** PROBLEM TO SOLVE **
Reproduce, please, only the lines from the first line below to the line containing "fn extractor() ->", inclusive.

** EXTRACTED RECORDS **
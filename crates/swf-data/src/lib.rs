//! swf-data: binary cursor, error flags, tag framing and structural tag payloads.
//!
//! This crate turns the bytes of a movie into [`TagRecord`]s and decoded [`Tag`]s.
//! Resolving those tags into drawable characters is the job of `swf-core`.

/// Bounds-checked byte and bit reader.
pub mod cursor;

/// Fault categories and the shared error type.
pub mod error;

/// Colors, rectangles, matrices, color transforms, filters.
pub mod model;

/// Tag headers and the tag type catalogue.
pub mod tag;

/// Decoded tag payloads.
pub mod tags;

/// Decode table and dispatch.
pub mod decode;

/// Movie container and header.
pub mod header;

pub mod bitmap;
mod place;
pub mod shape;

pub use cursor::Cursor;
pub use decode::{decode_tag, DecodeContext, DecodeFn, DecodeTable};
pub use error::{Error, ErrorFlags, Result};
pub use header::{MovieHeader, SwfFile};
pub use model::{BlendMode, ColorTransform, Filter, FilterKind, Matrix, Rectangle, Rgba};
pub use tag::{read_all_tags, TagIter, TagRecord, TagType, DEFINITION_TAGS};
pub use tags::*;
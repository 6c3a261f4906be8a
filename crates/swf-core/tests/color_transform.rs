mod common;

use common::*;
use swf_core::{Character, DrawCommand, Drawable, Extractor, Fill};
use swf_data::{ColorTransform, Rectangle, Rgba};

const HALF: ColorTransform = ColorTransform {
    mult: [128, 128, 128, 256],
    add: [0; 4],
};

const ADD_GREEN: ColorTransform = ColorTransform {
    mult: [256; 4],
    add: [0, 255, 0, 0],
};

fn fills(commands: &[DrawCommand]) -> Vec<String> {
    commands
        .iter()
        .filter_map(|command| match command {
            DrawCommand::Shape { fills, .. } => Some(fills.clone()),
            _ => None,
        })
        .flatten()
        .collect()
}

fn extractor() -> Extractor {
    Extractor::builder(stream(&[
        define_shape(1, Rectangle::new(0, 100, 0, 100), &[Rgba::new(255, 0, 0, 255)]),
        define_sprite(2, 1, &[place_with(1, Some(1), false, None, Some(ADD_GREEN)), show_frame()]),
        place(1, 2, None),
        show_frame(),
    ]))
    .build()
}

#[test]
fn test_sprite_transform_composes_object_transforms() {
    let extractor = extractor();
    let Character::Sprite(sprite) = extractor.character(2).unwrap() else {
        panic!("Expected sprite");
    };

    let transformed = sprite.transform_colors(&HALF).unwrap();
    let timeline = transformed.timeline().unwrap();
    let object = &timeline.frames()[0].objects[&1];
    assert_eq!(object.color_transform, None);

    let mut commands: Vec<DrawCommand> = Vec::new();
    transformed.draw(&mut commands, 0).unwrap();
    // red, plus green from the placement, then halved
    assert_eq!(fills(&commands), vec!["S7f7f00ff"]);
}

#[test]
fn test_transform_leaves_original_untouched() {
    let extractor = extractor();
    let character = extractor.character(2).unwrap();
    let before = character.transform_colors(&ColorTransform::IDENTITY).unwrap();

    character.transform_colors(&HALF).unwrap();

    let mut original: Vec<DrawCommand> = Vec::new();
    character.draw(&mut original, 0).unwrap();
    assert_eq!(fills(&original), vec!["Sff0000ff"]);

    let Character::Sprite(sprite) = &character else {
        panic!("Expected sprite");
    };
    let timeline = sprite.timeline().unwrap();
    let object = &timeline.frames()[0].objects[&1];
    assert_eq!(object.color_transform, Some(ADD_GREEN));

    let mut identity: Vec<DrawCommand> = Vec::new();
    before.draw(&mut identity, 0).unwrap();
    assert_eq!(fills(&identity), fills(&original));
}

#[test]
fn test_shared_characters_transform_once() {
    let extractor = Extractor::builder(stream(&[
        define_shape(1, Rectangle::new(0, 100, 0, 100), &[Rgba::new(0, 0, 255, 255)]),
        place(1, 1, None),
        place(2, 1, Some((200, 0))),
        show_frame(),
    ]))
    .build();
    let root = extractor.timeline(false).unwrap();
    let transformed = root.transform_colors(&HALF).unwrap();

    let objects = &transformed.frames()[0].objects;
    assert!(objects[&1].character.ptr_eq(&objects[&2].character));
    assert!(!objects[&1].character.ptr_eq(&root.frames()[0].objects[&1].character));

    let Character::Shape(shape) = &objects[&1].character else {
        panic!("Expected shape");
    };
    let fill = &shape.shape().unwrap().fills[0];
    assert!(matches!(fill, Fill::Solid(color) if *color == Rgba::new(0, 0, 127, 255)));
}

#[test]
fn test_bitmap_identity_follows_pixels() {
    let extractor = Extractor::builder(stream(&[
        define_lossless(4, 1, 1, &[255, 200, 200, 200]),
        define_bitmap_shape(1, Rectangle::new(0, 20, 0, 20), 4),
    ]))
    .build();
    let Character::Shape(shape) = extractor.character(1).unwrap() else {
        panic!("Expected shape");
    };

    let plain = shape.shape().unwrap().fills[0].hash();
    let half = shape.transform_colors(&HALF).unwrap().shape().unwrap().fills[0].hash();
    let again = shape.transform_colors(&HALF).unwrap().shape().unwrap().fills[0].hash();
    assert_eq!(plain, "B014");
    assert!(half.starts_with("B014:"));
    assert_eq!(half, again);
}

#[test]
fn test_identity_transform_draws_the_same() {
    let extractor = extractor();
    let timeline = extractor.timeline(false).unwrap();
    let same = timeline.transform_colors(&ColorTransform::IDENTITY).unwrap();

    let mut before: Vec<DrawCommand> = Vec::new();
    timeline.draw(&mut before, 0).unwrap();
    let mut after: Vec<DrawCommand> = Vec::new();
    same.draw(&mut after, 0).unwrap();

    assert!(!before.is_empty());
    assert_eq!(before, after);
    assert_eq!(same.bounds().unwrap(), timeline.bounds().unwrap());
}

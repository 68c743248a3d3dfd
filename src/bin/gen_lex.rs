use std::path::PathBuf;
use std::sync::Arc;

use anyhow::Result;
use clap::Parser;
use colored::Colorize;
use rustfst::prelude::*;
use rustfst::semirings::SerializableSemiring;

use cascadefst::lexiconfst::LexiconBuilder;
use cascadefst::symtab::write_symbol_table;

/// Convert a pronunciation lexicon to a phones-to-words transducer.
#[derive(Parser, Debug)]
#[command(author, version, about)]
struct Args {
    /// Pronunciation lexicon, one `WORD PH1 .. PHn` entry per line
    lexicon: PathBuf,
    /// Build in the tropical semiring instead of the log semiring
    #[arg(short, long)]
    tropical: bool,
    /// Output prefix for the .fst, .isyms and .osyms files
    #[arg(short = 'x', long, default_value = "l")]
    prefix: String,
}

fn run<W>(args: &Args) -> Result<()>
where
    W: SerializableSemiring + Semiring<Type = f32>,
{
    let mut word_syms = SymbolTable::new();
    let lexicon = LexiconBuilder::<W>::new(&mut word_syms)?.compile_file(&args.lexicon)?;

    let phone_syms = Arc::new(lexicon.phone_syms);
    let word_syms = Arc::new(word_syms);
    let mut fst = lexicon.fst;
    fst.set_input_symbols(Arc::clone(&phone_syms));
    fst.set_output_symbols(Arc::clone(&word_syms));
    let fst_path = PathBuf::from(format!("{}.fst", args.prefix));
    fst.write(&fst_path)?;
    write_symbol_table(&phone_syms, &PathBuf::from(format!("{}.isyms", args.prefix)))?;
    write_symbol_table(&word_syms, &PathBuf::from(format!("{}.osyms", args.prefix)))?;

    println!(
        "{} {} phones, {} disambiguation symbols, written to {}",
        "Done:".green().bold(),
        lexicon.phones.len(),
        lexicon.aux_syms.len(),
        fst_path.display()
    );
    Ok(())
}

fn main() -> Result<()> {
    let args = Args::parse();
    if args.tropical {
        run::<TropicalWeight>(&args)
    } else {
        run::<LogWeight>(&args)
    }
}
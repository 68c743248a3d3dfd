//! Lexicon transducers from pronunciation dictionaries.
//!
//! Each `WORD PH1 .. PHn` entry becomes a fresh linear chain from the
//! single shared start state: the first arc consumes the first phone and
//! emits the word, later arcs consume one phone each and emit epsilon, and
//! a final disambiguation arc consumes a freshly numbered auxiliary symbol
//! so that duplicate pronunciations stay apart under determinization.

use std::collections::{BTreeSet, HashMap};
use std::fs::File;
use std::io::{BufRead, BufReader};
use std::path::Path;

use anyhow::{Context, Result};
use rustfst::fst_impls::VectorFst;
use rustfst::prelude::*;

/// Build a lexicon transducer over a word alphabet owned by the caller
/// (typically the grammar builder's table, so labels line up for L ∘ G).
pub struct LexiconBuilder<'a, W: Semiring<Type = f32>> {
    /// Shared output alphabet: words
    word_syms: &'a mut SymbolTable,
    /// Input alphabet: phones and auxiliary symbols, owned here
    phone_syms: SymbolTable,
    fst: VectorFst<W>,
    start: StateId,
    phones: BTreeSet<String>,
    aux_syms: BTreeSet<String>,
    /// Occurrences of each exact joined phone sequence seen so far
    pron_counts: HashMap<String, usize>,
}

/// A compiled lexicon transducer plus the alphabets it discovered.
pub struct Lexicon<W: Semiring<Type = f32>> {
    pub fst: VectorFst<W>,
    /// Phone-side symbol table (phones and auxiliary symbols)
    pub phone_syms: SymbolTable,
    /// Every phone observed in the dictionary
    pub phones: BTreeSet<String>,
    /// Every disambiguation symbol minted
    pub aux_syms: BTreeSet<String>,
}

impl<'a, W: Semiring<Type = f32>> LexiconBuilder<'a, W> {
    pub fn new(word_syms: &'a mut SymbolTable) -> Result<Self> {
        let mut fst = VectorFst::new();
        let start = fst.add_state();
        fst.set_start(start)?;
        Ok(Self {
            word_syms,
            phone_syms: SymbolTable::new(),
            fst,
            start,
            phones: BTreeSet::new(),
            aux_syms: BTreeSet::new(),
            pron_counts: HashMap::new(),
        })
    }

    fn add_entry(&mut self, word: &str, phones: &[&str]) -> Result<()> {
        let pron = phones.join(" ");
        let count = self.pron_counts.entry(pron).or_insert(0);
        *count += 1;
        let aux = format!("#{}", count);

        let mut state = self.start;
        for (i, phone) in phones.iter().enumerate() {
            let next = self.fst.add_state();
            let ilabel = self.phone_syms.add_symbol(*phone);
            let olabel = if i == 0 {
                self.word_syms.add_symbol(word)
            } else {
                EPS_LABEL
            };
            self.fst
                .add_tr(state, Tr::new(ilabel, olabel, W::one(), next))?;
            self.phones.insert(phone.to_string());
            state = next;
        }
        // Disambiguation arc, then the chain's final state.
        let ilabel = self.phone_syms.add_symbol(&aux);
        let last = self.fst.add_state();
        self.fst
            .add_tr(state, Tr::new(ilabel, EPS_LABEL, W::one(), last))?;
        self.fst.set_final(last, W::one())?;
        self.aux_syms.insert(aux);
        Ok(())
    }

    /// Compile the dictionary into a lexicon transducer, consuming the
    /// builder. Lines without at least a word and one phone are skipped.
    pub fn compile<R: BufRead>(mut self, reader: R) -> Result<Lexicon<W>> {
        for line in reader.lines() {
            let line = line?;
            let tokens: Vec<&str> = line.split_whitespace().collect();
            if tokens.len() < 2 {
                continue;
            }
            self.add_entry(tokens[0], &tokens[1..])?;
        }
        Ok(Lexicon {
            fst: self.fst,
            phone_syms: self.phone_syms,
            phones: self.phones,
            aux_syms: self.aux_syms,
        })
    }

    /// Compile from a file path; an unreadable file aborts construction.
    pub fn compile_file(self, path: &Path) -> Result<Lexicon<W>> {
        let fh = File::open(path)
            .with_context(|| format!("unable to open lexicon {}", path.display()))?;
        self.compile(BufReader::new(fh))
    }
}

#[cfg(test)]
mod tests {
    use super::*;
    use std::io::Cursor;

    const TOY_DICT: &str = "\
ok AY
red R EH D
read R EH D
";

    fn toy_lexicon(word_syms: &mut SymbolTable) -> Lexicon<LogWeight> {
        LexiconBuilder::<LogWeight>::new(word_syms)
            .unwrap()
            .compile(Cursor::new(TOY_DICT))
            .unwrap()
    }

    #[test]
    fn it_builds_one_chain_per_entry() {
        let mut word_syms = SymbolTable::new();
        let lexicon = toy_lexicon(&mut word_syms);
        // start + (1+1) + (3+1) + (3+1) chain states
        assert_eq!(lexicon.fst.num_states(), 11);
        let start = lexicon.fst.start().unwrap();
        let trs = lexicon.fst.get_trs(start).unwrap();
        assert_eq!(trs.trs().len(), 3);
        // The word rides on the first arc of each chain, nowhere else.
        for tr in trs.trs() {
            assert_ne!(tr.olabel, EPS_LABEL);
        }
    }

    #[test]
    fn it_collects_phone_and_aux_alphabets() {
        let mut word_syms = SymbolTable::new();
        let lexicon = toy_lexicon(&mut word_syms);
        let phones: Vec<&str> = lexicon.phones.iter().map(|p| p.as_str()).collect();
        assert_eq!(phones, vec!["AY", "D", "EH", "R"]);
        let aux: Vec<&str> = lexicon.aux_syms.iter().map(|a| a.as_str()).collect();
        assert_eq!(aux, vec!["#1", "#2"]);
        assert!(lexicon.phone_syms.contains_symbol("AY"));
        assert!(lexicon.phone_syms.contains_symbol("#2"));
        assert!(word_syms.contains_symbol("read"));
    }

    #[test]
    fn duplicate_pronunciations_get_distinct_disambiguators() {
        let dict = "aye AY B\neye AY B\ni AY B\n";
        let mut word_syms = SymbolTable::new();
        let lexicon = LexiconBuilder::<LogWeight>::new(&mut word_syms)
            .unwrap()
            .compile(Cursor::new(dict))
            .unwrap();
        let aux: Vec<&str> = lexicon.aux_syms.iter().map(|a| a.as_str()).collect();
        assert_eq!(aux, vec!["#1", "#2", "#3"]);
        // Each disambiguation symbol sits on exactly one arc.
        for sym in ["#1", "#2", "#3"] {
            let label = lexicon.phone_syms.get_label(sym).unwrap();
            let mut uses = 0;
            for state in lexicon.fst.states_iter() {
                let trs = lexicon.fst.get_trs(state).unwrap();
                uses += trs.trs().iter().filter(|tr| tr.ilabel == label).count();
            }
            assert_eq!(uses, 1, "{} should label exactly one arc", sym);
        }
    }

    #[test]
    fn it_skips_short_lines() {
        let dict = "word-without-phones\n\nok AY\n";
        let mut word_syms = SymbolTable::new();
        let lexicon = LexiconBuilder::<LogWeight>::new(&mut word_syms)
            .unwrap()
            .compile(Cursor::new(dict))
            .unwrap();
        assert!(!word_syms.contains_symbol("word-without-phones"));
        assert_eq!(lexicon.fst.num_states(), 3);
    }

    #[test]
    fn it_reports_missing_files() {
        let mut word_syms = SymbolTable::new();
        let result = LexiconBuilder::<LogWeight>::new(&mut word_syms)
            .unwrap()
            .compile_file(Path::new("no/such/lexicon.dict"));
        assert!(result.is_err());
    }
}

** RESULT FOR THIS TASK **
filename crates/swf-data/src/lib.rs
//! swf-data: binary cursor, error flags, tag framing and structural tag payloads.
//!
//! This crate turns the bytes of a movie into [`TagRecord`]s and decoded [`Tag`]s.
//! Resolving those tags into drawable characters is the job of `swf-core`.

/// Bounds-checked byte and bit reader.
pub mod cursor;

/// Fault categories and the shared error type.
pub mod error;

/// Colors, rectangles, matrices, color transforms, filters.
pub mod model;

/// Tag headers and the tag type catalogue.
pub mod tag;

/// Decoded tag payloads.
pub mod tags;

/// Decode table and dispatch.
pub mod decode;

/// Movie container and header.
pub mod header;

pub mod bitmap;
mod place;
pub mod shape;

pub use cursor::Cursor;
pub use decode::{decode_tag, DecodeContext, DecodeFn, DecodeTable};
pub use error::{Error, ErrorFlags, Result};
pub use header::{MovieHeader, SwfFile};
pub use model::{BlendMode, ColorTransform, Filter, FilterKind, Matrix, Rectangle, Rgba};
pub use tag::{read_all_tags, TagIter, TagRecord, TagType, DEFINITION_TAGS};
pub use tags::*;
repository 6c3a261f4906be8a
filename crates/swf-core/tests/color_transform.rs
mod common;

use common::*;
use swf_core::{Character, DrawCommand, Drawable, Extractor, Fill};
use swf_data::{ColorTransform, Rectangle, Rgba};

const HALF: ColorTransform = ColorTransform {
    mult: [128, 128, 128, 256],
    add: [0; 4],
};

const ADD_GREEN: ColorTransform = ColorTransform {
    mult: [256; 4],
    add: [0, 255, 0, 0],
};

fn fills(commands: &[DrawCommand]) -> Vec<String> {
    commands
        .iter()
        .filter_map(|command| match command {
            DrawCommand::Shape { fills, .. } => Some(fills.clone()),
            _ => None,
        })
        .flatten()
        .collect()
}

fn extractor() -> Extractor {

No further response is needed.